When stretch senior is the right call
Stretch senior suits developers who want higher leverage without the cost and time of arranging a mezzanine lender, and schemes whose margin comfortably supports the additional debt. Lenders offering stretch facilities underwrite the scheme more intensively, so a clean appraisal, a strong team and a defensible exit matter more, not less, than on a conservative senior loan.
How far stretch senior lifts leverage
Stretch senior reaches around 75 to 80 percent of total cost and up to about 70 percent of gross development value from a single lender, materially reducing the day-one equity compared with a standard senior facility. That is similar total leverage to a senior-plus-mezzanine stack, delivered in one facility.
Blended rates and fees
Because the single lender is exposed higher up the structure, the blended rate sits above pure senior debt but is set against the saving of a separate mezzanine cost and a second set of legals. Expect an arrangement fee of around 1.5 to 2.5 percent. We compare the all-in cost of stretch senior against a senior-plus-mezzanine alternative before recommending either.

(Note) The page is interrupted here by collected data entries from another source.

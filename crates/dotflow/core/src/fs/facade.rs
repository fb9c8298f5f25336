// Dotflow
// Copyright (C) 2025 Synerthink

// This program is free software: you can redistribute it and/or modify
// it under the terms of the GNU Affero General Public License as published by
// the Free Software Foundation, either version 3 of the License, or
// (at your option) any later version.

// This program is distributed in the hope that it will be useful,
// but WITHOUT ANY WARRANTY; without even the implied warranty of
// MERCHANTABILITY or FITNESS FOR A PARTICULAR PURPOSE.  See the
// GNU Affero General Public License for more details.

// You should have received a copy of the GNU Affero General Public License
// along with this program.  If not, see <http://www.gnu.org/licenses/>.

use dotflow_common::time_to_nanos;
use filetime::FileTime;
use std::fs;
use std::io::Write as _;
use std::path::{Path, PathBuf};
use thiserror::Error;

#[derive(Error, Debug)]
pub enum FsError {
    #[error("I/O error: {0}")]
    Io(#[from] std::io::Error),
    #[error("Not found: {0}")]
    NotFound(PathBuf),
    #[error("Not a directory: {0}")]
    NotADirectory(PathBuf),
}

pub type FsResult<T> = Result<T, FsError>;

/// Minimal filesystem surface the engine needs. All paths are absolute.
pub trait FileSystem: Send + Sync {
    fn exists(&self, path: &Path) -> bool;
    fn is_file(&self, path: &Path) -> bool;
    fn is_dir(&self, path: &Path) -> bool;
    fn read(&self, path: &Path) -> FsResult<Vec<u8>>;
    fn write(&self, path: &Path, data: &[u8]) -> FsResult<()>;
    fn append(&self, path: &Path, data: &[u8]) -> FsResult<()>;
    /// Entry names (not full paths) of a directory, sorted.
    fn list(&self, path: &Path) -> FsResult<Vec<String>>;
    /// Modification time in epoch nanoseconds.
    fn mtime(&self, path: &Path) -> FsResult<u64>;
    fn set_mtime(&self, path: &Path, nanos: u64) -> FsResult<()>;
    fn rename(&self, from: &Path, to: &Path) -> FsResult<()>;
    /// Remove a file, or a directory together with its contents.
    fn remove(&self, path: &Path) -> FsResult<()>;
    fn create_dir_all(&self, path: &Path) -> FsResult<()>;
}

/// Production implementation backed by `std::fs`.
#[derive(Debug, Default)]
pub struct StdFileSystem;

impl FileSystem for StdFileSystem {
    fn exists(&self, path: &Path) -> bool {
        path.exists()
    }

    fn is_file(&self, path: &Path) -> bool {
        path.is_file()
    }

    fn is_dir(&self, path: &Path) -> bool {
        path.is_dir()
    }

    fn read(&self, path: &Path) -> FsResult<Vec<u8>> {
        Ok(fs::read(path)?)
    }

    fn write(&self, path: &Path, data: &[u8]) -> FsResult<()> {
        if let Some(parent) = path.parent() {
            fs::create_dir_all(parent)?;
        }
        Ok(fs::write(path, data)?)
    }

    fn append(&self, path: &Path, data: &[u8]) -> FsResult<()> {
        if let Some(parent) = path.parent() {
            fs::create_dir_all(parent)?;
        }
        let mut f = fs::OpenOptions::new().create(true).append(true).open(path)?;
        f.write_all(data)?;
        Ok(())
    }

    fn list(&self, path: &Path) -> FsResult<Vec<String>> {
        if !path.is_dir() {
            return Err(FsError::NotADirectory(path.to_path_buf()));
        }
        let mut names = Vec::new();
        for entry in fs::read_dir(path)? {
            let entry = entry?;
            names.push(entry.file_name().to_string_lossy().into_owned());
        }
        names.sort();
        Ok(names)
    }

    fn mtime(&self, path: &Path) -> FsResult<u64> {
        let meta = fs::metadata(path).map_err(|e| match e.kind() {
            std::io::ErrorKind::NotFound => FsError::NotFound(path.to_path_buf()),
            _ => FsError::Io(e),
        })?;
        Ok(time_to_nanos(meta.modified()?))
    }

    fn set_mtime(&self, path: &Path, nanos: u64) -> FsResult<()> {
        let ft = FileTime::from_unix_time((nanos / 1_000_000_000) as i64, (nanos % 1_000_000_000) as u32);
        filetime::set_file_mtime(path, ft)?;
        Ok(())
    }

    fn rename(&self, from: &Path, to: &Path) -> FsResult<()> {
        if let Some(parent) = to.parent() {
            fs::create_dir_all(parent)?;
        }
        Ok(fs::rename(from, to)?)
    }

    fn remove(&self, path: &Path) -> FsResult<()> {
        if path.is_dir() {
            Ok(fs::remove_dir_all(path)?)
        } else {
            Ok(fs::remove_file(path)?)
        }
    }

    fn create_dir_all(&self, path: &Path) -> FsResult<()> {
        Ok(fs::create_dir_all(path)?)
    }
}

/// Write via a sibling temp file and rename so readers never observe a
/// half-written artifact.
pub fn write_atomic(fs: &dyn FileSystem, path: &Path, data: &[u8]) -> FsResult<()> {
    let tmp = path.with_extension("tmp");
    fs.write(&tmp, data)?;
    fs.rename(&tmp, path)
}

/// Latest mtime anywhere in the tree rooted at `path`, the path itself
/// included. `None` if nothing exists there.
pub fn recursive_mtime(fs: &dyn FileSystem, path: &Path) -> Option<u64> {
    if !fs.exists(path) {
        return None;
    }
    let mut latest = fs.mtime(path).ok()?;
    if fs.is_dir(path) {
        if let Ok(names) = fs.list(path) {
            for name in names {
                if let Some(m) = recursive_mtime(fs, &path.join(name)) {
                    latest = latest.max(m);
                }
            }
        }
    }
    Some(latest)
}

/// All regular files under `path`, depth first, sorted within each level.
pub fn recursive_files(fs: &dyn FileSystem, path: &Path) -> Vec<PathBuf> {
    let mut out = Vec::new();
    if fs.is_file(path) {
        out.push(path.to_path_buf());
    } else if fs.is_dir(path) {
        if let Ok(names) = fs.list(path) {
            for name in names {
                out.extend(recursive_files(fs, &path.join(name)));
            }
        }
    }
    out
}

/// Content comparison of two paths. Files differ when their bytes differ;
/// directories differ when their entry sets differ or any shared entry does.
/// A missing side always differs from a present one.
pub fn trees_differ(fs: &dyn FileSystem, a: &Path, b: &Path) -> bool {
    match (fs.exists(a), fs.exists(b)) {
        (false, false) => return false,
        (true, true) => {}
        _ => return true,
    }
    match (fs.is_dir(a), fs.is_dir(b)) {
        (false, false) => {
            let ca = fs.read(a).ok();
            let cb = fs.read(b).ok();
            ca != cb
        }
        (true, true) => {
            let la = fs.list(a).unwrap_or_default();
            let lb = fs.list(b).unwrap_or_default();
            if la != lb {
                return true;
            }
            la.iter().any(|name| trees_differ(fs, &a.join(name), &b.join(name)))
        }
        _ => true,
    }
}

Stretch senior versus senior plus mezzanine
Stretch senior reaches similar total leverage to a senior-plus-mezzanine stack but from one lender in one facility, removing the intercreditor agreement and the second set of legals. That makes it faster and simpler, usually at a blended rate that lands between pure senior and the cost of a separate mezzanine tranche.
Stretch senior finance: common questions
How is stretch senior different from senior plus mezzanine?
Stretch senior reaches similar total leverage to a senior-plus-mezzanine stack but from one lender in one facility. That removes the intercreditor agreement and the second set of legals, making it faster and simpler, usually at a blended rate between the two.
Is stretch senior more expensive than standard senior?
Yes. The single lender is exposed higher up the structure, so the blended rate sits above pure senior debt. Against that you save the separate mezzanine cost and the time and legal expense of arranging two facilities.
How much equity will I still need?
At around 75 to 80 percent of cost, a stretch facility typically leaves a 20 to 25 percent equity requirement, lower than a standard senior loan and similar to a senior-plus-mezzanine structure.
Which lenders offer stretch senior?
A range of debt funds and specialist development lenders offer single stretched facilities. We match the scheme to the desks most comfortable with its sector and leverage.